## [INSTRUCTIONS FOR THE TASK]
If a line of the records contains the word "entry", list it.

====== SOURCE MATERIAL ======

use crate::{
    chain::FaucetChain,
    error::{
        FaucetError,
        FaucetResult,
    },
};
use alloy::{
    primitives::Address,
    signers::local::{
        MnemonicBuilder,
        PrivateKeySigner,
        coins_bip39::English,
    },
};
use eth_keystore::decrypt_key;
use std::{
    fmt,
    fs,
    path::{
        Path,
        PathBuf,
    },
    sync::Arc,
};
use tracing::info;

#[derive(Clone, Debug, Eq, PartialEq)]
pub enum WalletSource {
    /// Encrypted JSON keystores, as written by `cast wallet import`.
    Keystore { dir: PathBuf, name: Option<String> },
    /// Accounts the node itself has unlocked.
    NodeAccounts,
}

#[derive(Clone, Debug, Eq, PartialEq)]
pub struct WalletDescriptor {
    pub name: String,
    pub path: PathBuf,
}

impl WalletDescriptor {
    pub fn new(name: impl Into<String>, path: PathBuf) -> Self {
        Self {
            name: name.into(),
            path,
        }
    }
}

pub const DEFAULT_KEYSTORE_DIR: &str = "~/.foundry/keystores";

/// Tilde-expands `dir`, falling back to [`DEFAULT_KEYSTORE_DIR`].
pub fn resolve_keystore_dir(dir: Option<&str>) -> PathBuf {
    let raw = dir.unwrap_or(DEFAULT_KEYSTORE_DIR);
    PathBuf::from(shellexpand::tilde(raw).into_owned())
}

pub fn list_wallets(dir: &Path) -> FaucetResult<Vec<WalletDescriptor>> {
    if !dir.exists() {
        return Ok(Vec::new());
    }
    let entries = fs::read_dir(dir).map_err(|e| {
        FaucetError::WalletUnavailable(format!(
            "failed to read keystore directory {}: {e}",
            dir.display()
        ))
    })?;
    let mut wallets = Vec::new();
    for entry in entries.flatten() {
        let path = entry.path();
        if !path.is_file() {
            continue;
        }
        let Some(file_name) = path.file_name().and_then(|name| name.to_str()) else {
            continue;
        };
        if file_name.starts_with('.') {
            continue;
        }
        let name = file_name.trim_end_matches(".json").to_owned();
        wallets.push(WalletDescriptor::new(name, path));
    }
    wallets.sort_by(|a, b| a.name.cmp(&b.name));
    Ok(wallets)
}

/// Picks the named keystore, or the first one in name order.
pub fn find_wallet(dir: &Path, name: Option<&str>) -> FaucetResult<WalletDescriptor> {
    let wallets = list_wallets(dir)?;
    match name {
        Some(name) => wallets.into_iter().find(|w| w.name == name).ok_or_else(|| {
            FaucetError::WalletUnavailable(format!(
                "keystore '{name}' not found in {}",
                dir.display()
            ))
        }),
        None => wallets.into_iter().next().ok_or_else(|| {
            FaucetError::WalletUnavailable(format!(
                "no keystore found in {}; import one or use --node-accounts",
                dir.display()
            ))
        }),
    }
}

/// `password` is `None` when the user dismissed the prompt.
pub fn unlock_wallet(
    descriptor: &WalletDescriptor,
    password: Option<&str>,
) -> FaucetResult<PrivateKeySigner> {
    let password = password.ok_or(FaucetError::UserRejected)?;
    let secret = decrypt_key(&descriptor.path, password.as_bytes()).map_err(|_| {
        FaucetError::WalletLocked(format!(
            "invalid password for keystore '{}'",
            descriptor.name
        ))
    })?;

    if let Ok(signer) = PrivateKeySigner::from_slice(&secret) {
        return Ok(signer);
    }

    if let Ok(mnemonic) = std::str::from_utf8(&secret) {
        let word_count = mnemonic.split_whitespace().count();
        if word_count >= 12 {
            let signer = MnemonicBuilder::<English>::default()
                .phrase(mnemonic.trim())
                .index(0u32)
                .and_then(|builder| builder.build())
                .map_err(|e| FaucetError::WalletLocked(e.to_string()))?;
            return Ok(signer);
        }
    }

    Err(FaucetError::WalletLocked(format!(
        "keystore '{}' contained unsupported key material",
        descriptor.name
    )))
}

/// Who signs transactions for the session.
#[derive(Clone, Debug, Eq, PartialEq)]
pub enum SigningIdentity {
    Keystore { name: String, address: Address },
    NodeAccount(Address),
}

impl SigningIdentity {
    pub fn address(&self) -> Address {
        match self {
            SigningIdentity::Keystore { address, .. } => *address,
            SigningIdentity::NodeAccount(address) => *address,
        }
    }
}

impl fmt::Display for SigningIdentity {
    fn fmt(&self, f: &mut fmt::Formatter<'_>) -> fmt::Result {
        match self {
            SigningIdentity::Keystore { name, .. } => write!(f, "keystore '{name}'"),
            SigningIdentity::NodeAccount(_) => write!(f, "node account"),
        }
    }
}

pub struct Session<C> {
    chain: Arc<C>,
    identity: SigningIdentity,
    connected_address: Address,
}

impl<C> Clone for Session<C> {
    fn clone(&self) -> Self {
        Self {
            chain: Arc::clone(&self.chain),
            identity: self.identity.clone(),
            connected_address: self.connected_address,
        }
    }
}

impl<C: FaucetChain> Session<C> {
    /// Requests the wallet's accounts and adopts the first one.
    ///
    /// `keystore` names the unlocked keystore, if the chain signs with one.
    pub async fn establish(chain: Arc<C>, keystore: Option<&str>) -> FaucetResult<Self> {
        let accounts = chain.request_accounts().await?;
        let Some(first) = accounts.first().copied() else {
            return Err(FaucetError::WalletUnavailable(String::from(
                "wallet exposed no accounts",
            )));
        };
        let identity = match keystore {
            Some(name) => SigningIdentity::Keystore {
                name: name.to_owned(),
                address: first,
            },
            None => SigningIdentity::NodeAccount(first),
        };
        info!(address = %first, %identity, "wallet connected");
        Ok(Self {
            chain,
            identity,
            connected_address: first,
        })
    }

    pub fn chain(&self) -> &Arc<C> {
        &self.chain
    }

    pub fn identity(&self) -> &SigningIdentity {
        &self.identity
    }

    pub fn connected_address(&self) -> Address {
        self.connected_address
    }
}

impl<C> fmt::Debug for Session<C> {
    fn fmt(&self, f: &mut fmt::Formatter<'_>) -> fmt::Result {
        f.debug_struct("Session")
            .field("identity", &self.identity)
            .field("connected_address", &self.connected_address)
            .finish()
    }
}

#[cfg(test)]
mod tests {
    #![allow(non_snake_case)]
    use super::*;

    #[test]
    fn find_wallet__missing_directory_is_wallet_unavailable() {
        // given
        let dir = tempfile::tempdir().unwrap();
        let missing = dir.path().join("nope");

        // when
        let result = find_wallet(&missing, None);

        // then
        assert!(matches!(result, Err(FaucetError::WalletUnavailable(_))));
    }

    #[test]
    fn find_wallet__empty_directory_is_wallet_unavailable() {
        let dir = tempfile::tempdir().unwrap();
        let result = find_wallet(dir.path(), None);
        assert!(matches!(result, Err(FaucetError::WalletUnavailable(_))));
    }

    #[test]
    fn find_wallet__defaults_to_first_keystore_by_name() {
        // given
        let dir = tempfile::tempdir().unwrap();
        fs::write(dir.path().join("zed"), b"{}").unwrap();
        fs::write(dir.path().join("alice.json"), b"{}").unwrap();
        fs::write(dir.path().join(".hidden"), b"{}").unwrap();
        fs::create_dir(dir.path().join("nested")).unwrap();

        // when
        let wallet = find_wallet(dir.path(), None).unwrap();

        // then
        assert_eq!(wallet.name, "alice");
        assert_eq!(list_wallets(dir.path()).unwrap().len(), 2);
    }

    #[test]
    fn find_wallet__unknown_name_is_wallet_unavailable() {
        let dir = tempfile::tempdir().unwrap();
        fs::write(dir.path().join("alice"), b"{}").unwrap();
        let result = find_wallet(dir.path(), Some("bob"));
        assert!(matches!(result, Err(FaucetError::WalletUnavailable(_))));
    }

    #[test]
    fn unlock_wallet__dismissed_prompt_is_user_rejected() {
        // given
        let descriptor = WalletDescriptor::new("alice", PathBuf::from("/nonexistent"));

        // when
        let result = unlock_wallet(&descriptor, None);

        // then
        assert_eq!(result.unwrap_err(), FaucetError::UserRejected);
    }

    #[test]
    fn unlock_wallet__unreadable_keystore_is_locked() {
        let dir = tempfile::tempdir().unwrap();
        let path = dir.path().join("alice");
        fs::write(&path, b"not a keystore").unwrap();
        let descriptor = WalletDescriptor::new("alice", path);
        let result = unlock_wallet(&descriptor, Some("hunter2"));
        assert!(matches!(result, Err(FaucetError::WalletLocked(_))));
    }

    #[test]
    fn resolve_keystore_dir__expands_explicit_path() {
        let dir = resolve_keystore_dir(Some("/tmp/keys"));
        assert_eq!(dir, PathBuf::from("/tmp/keys"));
    }

    #[test]
    fn resolve_keystore_dir__default_goes_through_tilde_expansion() {
        // given
        let expected = PathBuf::from(shellexpand::tilde("~/.foundry/keystores").into_owned());

        // when
        let dir = resolve_keystore_dir(None);

        // then
        assert_eq!(dir, expected);
        assert!(dir.ends_with(".foundry/keystores"));
        if home_is_set() {
            assert!(!dir.starts_with("~"));
        }
    }

    fn home_is_set() -> bool {
        std::env::var_os("HOME").is_some_and(|home| !home.is_empty())
    }
}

======

## [TASK RESPONSE]
    for entry in entries.flatten() {
        let path = entry.path();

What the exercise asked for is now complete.